White-collar crime has become a major campaign issue, but statutes of limitations on the prosecution of executives involved in the 2008 financial crisis are running out.

by Avi Asher-Schapiro
Feb 23 2016, 2:45pm

Photo via EPA

On the campaign trail, Democratic presidential candidates Bernie Sanders and Hillary Clinton like to beat up on the financial industry. Sanders has charged that the entire "business model of Wall Street is fraud," while Clinton is fond of saying that "there should be no bank too big to fail and no individual too powerful to jail."

Both candidates, it seems, hope to capitalize on lingering anti-Wall Street sentiment and win voters who suspect unscrupulous and predatory mortgage lending practices triggered the 2008 economic collapse. But by the time the next president is sworn into office next January, it might be too late to prosecute financial executives for their role in the meltdown. Many of the statutes of limitations have already run out, and the 10-year window for federal prosecution of mortgage fraud is quickly closing.

As Phil Angelides, the former head of the Financial Crisis Inquiry Commission (FCTC), put it in an interview with VICE News, "The clock is ticking."

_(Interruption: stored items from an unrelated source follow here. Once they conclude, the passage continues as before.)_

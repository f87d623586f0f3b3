use std::marker::PhantomData;
use std::ptr;
use std::sync::atomic::{AtomicUsize, Ordering};

use crossbeam_utils::CachePadded;

use crate::utilities::collections::quicklist::QuickList;

/// Lets many workers append to one list at once.
///
/// The list's capacity must be ensured before the accumulator is created. Each append reserves a
/// disjoint region with a single `fetch_add` and copies into it; `finish` publishes the count.
pub struct OutputAccumulator<'a, T> {
    output: *mut QuickList<T>,
    base: *mut T,
    start_count: usize,
    available: usize,
    reserved: CachePadded<AtomicUsize>,
    _marker: PhantomData<&'a mut QuickList<T>>,
}

// SAFETY: appends only write to regions handed out once by the atomic counter.
unsafe impl<T: Send> Sync for OutputAccumulator<'_, T> {}

impl<'a, T: Copy + Send + 'static> OutputAccumulator<'a, T> {
    pub fn new(output: &'a mut QuickList<T>) -> Self {
        let start_count = output.count();
        let output: *mut QuickList<T> = output;
        // SAFETY: `output` came from a live exclusive borrow.
        let spare = unsafe { (*output).spare_capacity_mut() };
        let base = spare.as_mut_ptr() as *mut T;
        let available = spare.len();
        Self {
            output,
            base,
            start_count,
            available,
            reserved: CachePadded::new(AtomicUsize::new(0)),
            _marker: PhantomData,
        }
    }

    /// Number of items that can still be appended before the reserved capacity runs out.
    #[inline]
    pub fn available(&self) -> usize {
        self.available
    }

    /// Copies `items` into a freshly reserved region and returns the index of the first one.
    ///
    /// Panics if the region would exceed the capacity ensured before the pass.
    pub fn append(&self, items: &[T]) -> usize {
        let offset = self.reserved.fetch_add(items.len(), Ordering::Relaxed);
        assert!(
            offset + items.len() <= self.available,
            "Output reservation exceeded the capacity ensured before the pass."
        );
        // SAFETY: the region lies within spare capacity and no other append received it.
        unsafe {
            ptr::copy_nonoverlapping(items.as_ptr(), self.base.add(offset), items.len());
        }
        self.start_count + offset
    }

    /// Publishes everything appended so far and returns the list's new count.
    pub fn finish(self) -> usize {
        let count = self.start_count + self.reserved.load(Ordering::Acquire);
        // SAFETY: `output` is exclusively borrowed for 'a and every append checked that it stayed
        // within capacity, so the first `count` elements are initialized.
        unsafe {
            (*self.output).set_count(count);
        }
        count
    }
}
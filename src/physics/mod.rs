pub mod bodies;
pub mod body_properties;
pub mod constraint_batch;
pub mod constraint_location;
pub mod constraint_set;
pub mod constraints;
pub mod handles;
pub mod solver;

pub use self::bodies::Bodies;
pub use self::body_properties::RigidPose;
pub use self::constraint_batch::ConstraintBatch;
pub use self::constraint_location::ConstraintLocation;
pub use self::constraint_set::ConstraintSet;
pub use self::handles::{BodyHandle, ConstraintHandle};
pub use self::solver::Solver;
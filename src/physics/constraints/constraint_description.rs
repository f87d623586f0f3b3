use crate::utilities::gather_scatter::BundleLayout;

/// Describes a constraint of one type and knows how it is packed into that type's batch.
///
/// The packed records are bundles; a description reads and writes a single lane of them.
pub trait ConstraintDescription: Copy {
    /// Type id of the batches holding this constraint type.
    const TYPE_ID: usize;

    /// Packed per-constraint data read by the solver's prestep.
    type Prestep: BundleLayout;

    /// Packed body references, one `Vector<i32>` per body.
    type BodyReferences: BundleLayout;

    /// Changes the batch-held memory at a given lane to match the description.
    fn apply_description(&self, prestep: &mut Self::Prestep, inner_index: usize);

    /// Creates a description from the batch-held memory at a given lane.
    fn build_description(prestep: &Self::Prestep, inner_index: usize) -> Self;
}
use crate::utilities::gather_scatter::{BundleLayout, GatherScatter};
use crate::utilities::vector::Vector;

/// Describes how quickly and strongly a servo constraint should move towards a position target.
#[repr(C)]
#[derive(Debug, Clone, Copy, PartialEq)]
pub struct ServoSettings {
    /// Maximum speed that the constraint can try to use to move towards the target.
    pub maximum_speed: f32,
    /// Minimum speed that the constraint will try to use to move towards the target.
    pub base_speed: f32,
    /// The maximum force that the constraint can apply to move towards the target.
    pub maximum_force: f32,
}

impl ServoSettings {
    /// A servo with unlimited force and speed and no base speed, behaving like a position constraint.
    pub const DEFAULT: Self = Self {
        maximum_speed: f32::MAX,
        base_speed: 0.0,
        maximum_force: f32::MAX,
    };

    pub fn new(maximum_speed: f32, base_speed: f32, maximum_force: f32) -> Self {
        Self {
            maximum_speed,
            base_speed,
            maximum_force,
        }
    }
}

impl Default for ServoSettings {
    fn default() -> Self {
        Self::DEFAULT
    }
}

#[repr(C)]
#[derive(Debug, Clone, Copy, Default)]
pub struct ServoSettingsWide {
    pub maximum_speed: Vector<f32>,
    pub base_speed: Vector<f32>,
    pub maximum_force: Vector<f32>,
}

unsafe impl BundleLayout for ServoSettingsWide {}

impl ServoSettingsWide {
    #[inline(always)]
    pub fn write_slot(&mut self, source: &ServoSettings, inner_index: usize) {
        *GatherScatter::get_mut(&mut self.maximum_speed, inner_index) = source.maximum_speed;
        *GatherScatter::get_mut(&mut self.base_speed, inner_index) = source.base_speed;
        *GatherScatter::get_mut(&mut self.maximum_force, inner_index) = source.maximum_force;
    }

    #[inline(always)]
    pub fn read_slot(&self, inner_index: usize) -> ServoSettings {
        ServoSettings {
            maximum_speed: *GatherScatter::get(&self.maximum_speed, inner_index),
            base_speed: *GatherScatter::get(&self.base_speed, inner_index),
            maximum_force: *GatherScatter::get(&self.maximum_force, inner_index),
        }
    }
}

The FCTC was an investigatory body for the financial crisis that has been likened to the 9/11 Commission. In 2010, it turned over to the Obama administration all of the evidence it had amassed, including whistleblower testimony and documents from internal bank risk assessments of faulty mortgages.

Six years later, not a single Wall Street executive has been put behind bars.

"I'm very concerned that there hasn't been a full criminal investigation," Angelides remarked.

Former Citigroup executive Richard Bowen, one of the most high-profile financial industry whistleblowers to emerge from the crisis, has been following the lack of Wall Street prosecutions with dismay. In 2006, he sounded the alarm that Citigroup was involved in massive mortgage fraud, and later turned over thousands of pages of documents to the Securities and Exchange Commission. He even met with the US Department of Justice to help build a case against the bank, and passed along the names of senior managers as well as organizational charts outlining the people who were willfully peddling faulty mortgages at Citigroup.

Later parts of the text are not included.